Working with our subconsultant CDM Smith and the city’s stakeholders, we developed a comprehensive rehabilitation design to construct operational and safety improvements to the dam and its related structures. This included evaluating alternatives to address spillway capacity, embankment slope stability, and inoperable water supply and outlet works system components, as well as an underwater investigation of the existing raw water intake and low-level outlet. The improvements will facilitate compliance with New York State regulations for achieving spillway capacity and stability requirements. They also factor in long-term water supply planning elements, including a new water supply intake tower and a dam raising for future additional water supply storage.

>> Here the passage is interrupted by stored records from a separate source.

//! Model hyperparameters and the stage layout derived from them.
use std::path::Path;

use serde::{Deserialize, Serialize};
use thiserror::Error;

use crate::ImagePrecision;

pub type ConfigResult<T> = Result<T, ConfigError>;

#[derive(Error, Debug)]
pub enum ConfigError {
    #[error("Could not read config file")]
    ConfigFileError(#[from] std::io::Error),
    #[error("Config is not valid JSON")]
    ConfigFormatError(#[from] serde_json::Error),
    #[error("Invalid config: {0}")]
    InvalidConfig(String),
}

/// Hyperparameters of [`CnnAttnVae`](crate::CnnAttnVae). Missing fields take
/// their defaults, unknown fields (such as training-only drop rates) are ignored.
#[derive(Debug, Clone, PartialEq, Serialize, Deserialize)]
#[serde(default)]
pub struct ModelConfig {
    /// Size of the transformer patches, relative to the input image.
    pub patch_size: usize,
    /// Channels of one branch image.
    pub in_chans: usize,
    /// Dimension of the latent space.
    pub decode_embed: usize,
    pub base_channel: usize,
    pub channel_ratio: usize,
    /// Extra residual blocks in every stage.
    pub num_med_block: usize,
    pub embed_dim: usize,
    /// Number of stages. Split into three equally long groups.
    pub depth: usize,
    pub num_heads: usize,
    pub mlp_ratio: f64,
    pub qkv_bias: bool,
    /// Overrides the attention scale `head_dim^-0.5`.
    pub qk_scale: Option<ImagePrecision>,
    pub im_size: usize,
    /// Nearest neighbour upsampling applied to the decoder seed.
    pub first_up: usize,
    pub num_branch: usize,
    /// Whether the encoder predicts a log-variance next to the mean.
    pub use_vae: bool,
}

impl Default for ModelConfig {
    fn default() -> Self {
        ModelConfig {
            patch_size: 16,
            in_chans: 3,
            decode_embed: 384,
            base_channel: 64,
            channel_ratio: 4,
            num_med_block: 0,
            embed_dim: 768,
            depth: 12,
            num_heads: 12,
            mlp_ratio: 4.0,
            qkv_bias: false,
            qk_scale: None,
            im_size: 224,
            first_up: 2,
            num_branch: 4,
            use_vae: true,
        }
    }
}

/// Shape of one convolutional stage.
#[derive(Debug, Clone, Copy, PartialEq, Eq)]
pub struct StageLayout {
    /// Position of the stage, used in the parameter names (`conv_trans_{index}`).
    pub index: usize,
    pub inplanes: usize,
    pub outplanes: usize,
    pub stride: usize,
    pub res_conv: bool,
    /// Ratio between the stage's feature map and the token grid.
    /// Always 1 for decoder stages, which have no tokens.
    pub dw_stride: usize,
    /// The fusion block of the last stage changes the resolution once more.
    pub last_fusion: bool,
}

impl ModelConfig {
    pub fn from_json_str(raw: &str) -> ConfigResult<ModelConfig> {
        let config: ModelConfig = serde_json::from_str(raw)?;
        config.validate()?;
        Ok(config)
    }

    pub fn from_json_file<P: AsRef<Path>>(path: P) -> ConfigResult<ModelConfig> {
        let raw = std::fs::read_to_string(path)?;
        ModelConfig::from_json_str(&raw)
    }

    pub fn validate(&self) -> ConfigResult<()> {
        let invalid = |msg: String| Err(ConfigError::InvalidConfig(msg));
        if self.num_branch == 0 {
            return invalid("num_branch must be positive".into());
        }
        if self.in_chans == 0 {
            return invalid("in_chans must be positive".into());
        }
        if self.depth % 3 != 0 || self.depth < 6 {
            return invalid(format!(
                "depth must be a multiple of 3 and at least 6, got {}",
                self.depth
            ));
        }
        if self.num_heads == 0 || self.embed_dim % self.num_heads != 0 {
            return invalid(format!(
                "embed_dim {} is not divisible by num_heads {}",
                self.embed_dim, self.num_heads
            ));
        }
        if self.patch_size == 0 || self.patch_size % 16 != 0 {
            return invalid(format!(
                "patch_size must be a multiple of 16, got {}",
                self.patch_size
            ));
        }
        if self.im_size == 0 || self.im_size % self.patch_size != 0 {
            return invalid(format!(
                "im_size {} is not divisible by patch_size {}",
                self.im_size, self.patch_size
            ));
        }
        if self.first_up == 0 || self.im_size % (16 * self.first_up) != 0 {
            return invalid(format!(
                "im_size {} is not divisible by 16 * first_up ({})",
                self.im_size, self.first_up
            ));
        }
        if self.base_channel * self.channel_ratio <= 4 {
            return invalid("base_channel * channel_ratio must exceed 4".into());
        }
        if self.decode_embed == 0 {
            return invalid("decode_embed must be positive".into());
        }
        if self.mlp_hidden_dim() == 0 {
            return invalid(format!("mlp_ratio {} leaves no hidden units", self.mlp_ratio));
        }
        Ok(())
    }

    pub fn head_dim(&self) -> usize {
        self.embed_dim / self.num_heads
    }

    /// `qk_scale`, or `head_dim^-0.5` when it is unset or zero.
    pub fn attention_scale(&self) -> ImagePrecision {
        match self.qk_scale {
            Some(scale) if scale != 0.0 => scale,
            _ => (self.head_dim() as ImagePrecision).powf(-0.5),
        }
    }

    pub fn mlp_hidden_dim(&self) -> usize {
        (self.embed_dim as f64 * self.mlp_ratio) as usize
    }

    pub fn tokens_per_branch(&self) -> usize {
        (self.im_size / self.patch_size).pow(2)
    }

    /// Branch tokens plus the class token.
    pub fn num_tokens(&self) -> usize {
        self.num_branch * self.tokens_per_branch() + 1
    }

    /// Side length of the map the decoder reshapes its latent into.
    pub fn decoder_seed_size(&self) -> usize {
        self.im_size / (16 * self.first_up)
    }

    /// Per-branch width of the first convolution stage.
    pub fn stage_channels(&self) -> usize {
        self.base_channel * self.channel_ratio
    }

    /// Stages `2..=depth` of the encoder, in three groups of widths
    /// `c`, `2c` and `4c` (per branch). The first group is one stage shorter
    /// since stage 1 is built separately.
    pub fn encoder_stages(&self) -> Vec<StageLayout> {
        let c = self.stage_channels();
        let per_group = self.depth / 3;
        let groups = [
            (c, self.patch_size / 4),
            (2 * c, self.patch_size / 8),
            (4 * c, self.patch_size / 16),
        ];

        let mut stages = Vec::with_capacity(self.depth - 1);
        let mut index = 2;
        let mut inplanes = c;
        for (g, &(width, dw_stride)) in groups.iter().enumerate() {
            let end = (g + 1) * per_group + 1;
            for i in index..end {
                let first = i == index;
                stages.push(StageLayout {
                    index: i,
                    inplanes: if first { inplanes } else { width },
                    outplanes: width,
                    stride: if first { 2 } else { 1 },
                    res_conv: first,
                    dw_stride,
                    last_fusion: i == self.depth,
                });
            }
            index = end;
            inplanes = width;
        }
        stages
    }

    /// Stages `0..depth` of a decoder, in three groups of widths `4c`, `2c` and
    /// `c`. The very last stage halves its width and upsamples once more.
    pub fn decoder_stages(&self) -> Vec<StageLayout> {
        let c = self.stage_channels();
        let per_group = self.depth / 3;
        let widths = [4 * c, 2 * c, c];

        let mut stages = Vec::with_capacity(self.depth);
        let mut inplanes = 4 * c;
        for (g, &width) in widths.iter().enumerate() {
            for j in 0..per_group {
                let index = g * per_group + j;
                let first = j == 0;
                let last_fusion = index == self.depth - 1;
                stages.push(StageLayout {
                    index,
                    inplanes: if first { inplanes } else { width },
                    outplanes: if last_fusion { width / 2 } else { width },
                    stride: if first { 2 } else { 1 },
                    res_conv: first || last_fusion,
                    dw_stride: 1,
                    last_fusion,
                });
            }
            inplanes = width;
        }
        stages
    }

    /// Channels leaving the last decoder stage.
    pub fn decoder_out_planes(&self) -> usize {
        self.stage_channels() / 2
    }
}

#[cfg(test)]
mod tests {
    use super::*;

    #[test]
    fn test_default_derived_quantities() {
        let config = ModelConfig::default();
        config.validate().unwrap();
        assert_eq!(config.head_dim(), 64);
        assert!((config.attention_scale() - 0.125).abs() < 1e-7);
        assert_eq!(config.mlp_hidden_dim(), 3072);
        assert_eq!(config.tokens_per_branch(), 196);
        assert_eq!(config.num_tokens(), 785);
        assert_eq!(config.decoder_seed_size(), 7);
        assert_eq!(config.decoder_out_planes(), 128);
    }

    #[test]
    fn test_encoder_stage_layout() {
        let stages = ModelConfig::default().encoder_stages();
        assert_eq!(stages.len(), 11);
        assert_eq!(stages[0].index, 2);
        assert_eq!(stages.last().map(|s| s.index), Some(12));

        let firsts: Vec<_> = stages.iter().filter(|s| s.res_conv).map(|s| s.index).collect();
        assert_eq!(firsts, vec![2, 5, 9]);
        assert!(stages.iter().all(|s| s.res_conv == (s.stride == 2)));

        // group boundaries
        assert_eq!((stages[3].index, stages[3].inplanes, stages[3].outplanes), (5, 256, 512));
        assert_eq!(stages[3].dw_stride, 2);
        assert_eq!((stages[7].index, stages[7].inplanes, stages[7].outplanes), (9, 512, 1024));
        assert_eq!(stages[7].dw_stride, 1);
        assert_eq!(stages[0].dw_stride, 4);

        let fusing: Vec<_> = stages.iter().filter(|s| s.last_fusion).map(|s| s.index).collect();
        assert_eq!(fusing, vec![12]);
    }

    #[test]
    fn test_decoder_stage_layout() {
        let stages = ModelConfig::default().decoder_stages();
        assert_eq!(stages.len(), 12);
        let indices: Vec<_> = stages.iter().map(|s| s.index).collect();
        assert_eq!(indices, (0..12).collect::<Vec<_>>());

        assert_eq!((stages[0].inplanes, stages[0].outplanes, stages[0].stride), (1024, 1024, 2));
        assert_eq!((stages[4].inplanes, stages[4].outplanes, stages[4].stride), (1024, 512, 2));
        assert_eq!((stages[8].inplanes, stages[8].outplanes, stages[8].stride), (512, 256, 2));

        let last = stages[11];
        assert_eq!((last.inplanes, last.outplanes, last.stride), (256, 128, 1));
        assert!(last.res_conv && last.last_fusion);
        assert!(!stages[10].res_conv);
    }

    #[test]
    fn test_partial_json_with_unknown_fields() {
        let config = ModelConfig::from_json_str(
            r#"{"depth": 6, "num_branch": 2, "drop_path_rate": 0.1, "qk_scale": 0.5}"#,
        )
        .unwrap();
        assert_eq!(config.depth, 6);
        assert_eq!(config.num_branch, 2);
        assert_eq!(config.embed_dim, 768);
        assert_eq!(config.attention_scale(), 0.5);
        assert_eq!(config.encoder_stages().len(), 5);
    }

    #[test]
    fn test_zero_qk_scale_falls_back_to_head_dim() {
        let config = ModelConfig::from_json_str(r#"{"qk_scale": 0.0}"#).unwrap();
        // 768 / 12 heads
        assert!((config.attention_scale() - 0.125).abs() < 1e-7);
        let config = ModelConfig::from_json_str(r#"{"qk_scale": null}"#).unwrap();
        assert!((config.attention_scale() - 0.125).abs() < 1e-7);
    }

    #[test]
    fn test_invalid_configs() {
        let cases = vec![
            r#"{"depth": 7}"#,
            r#"{"depth": 3}"#,
            r#"{"num_heads": 5}"#,
            r#"{"patch_size": 8}"#,
            r#"{"im_size": 200}"#,
            r#"{"im_size": 32, "patch_size": 32, "first_up": 4}"#,
            r#"{"num_branch": 0}"#,
            r#"{"base_channel": 1, "channel_ratio": 4}"#,
            r#"{"mlp_ratio": 0.0}"#,
        ];
        for raw in cases {
            match ModelConfig::from_json_str(raw) {
                Err(ConfigError::InvalidConfig(_)) => {}
                other => panic!("{} was accepted: {:?}", raw, other),
            }
        }
        assert!(matches!(
            ModelConfig::from_json_str("{depth: 6"),
            Err(ConfigError::ConfigFormatError(_))
        ));
    }

    #[test]
    fn test_config_file() {
        let dir = tempfile::tempdir().unwrap();
        let path = dir.path().join("config.json");
        std::fs::write(&path, r#"{"im_size": 64, "patch_size": 32}"#).unwrap();
        let config = ModelConfig::from_json_file(&path).unwrap();
        assert_eq!(config.tokens_per_branch(), 4);
        assert!(matches!(
            ModelConfig::from_json_file(dir.path().join("missing.json")),
            Err(ConfigError::ConfigFileError(_))
        ));
    }
}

A system safe-yield model was developed and used to support design and construction decisions. As part of the design development, we worked with the owner to develop a comprehensive project risk management plan, which included developing a baseline project risk register prior to detailed design work. The objective was to identify, evaluate, assess, prioritize, and plan responses for potential project risks. These included project life-cycle risks spanning from initial permitting and alternatives evaluation, through design development and construction, and, ultimately, to future operations and maintenance.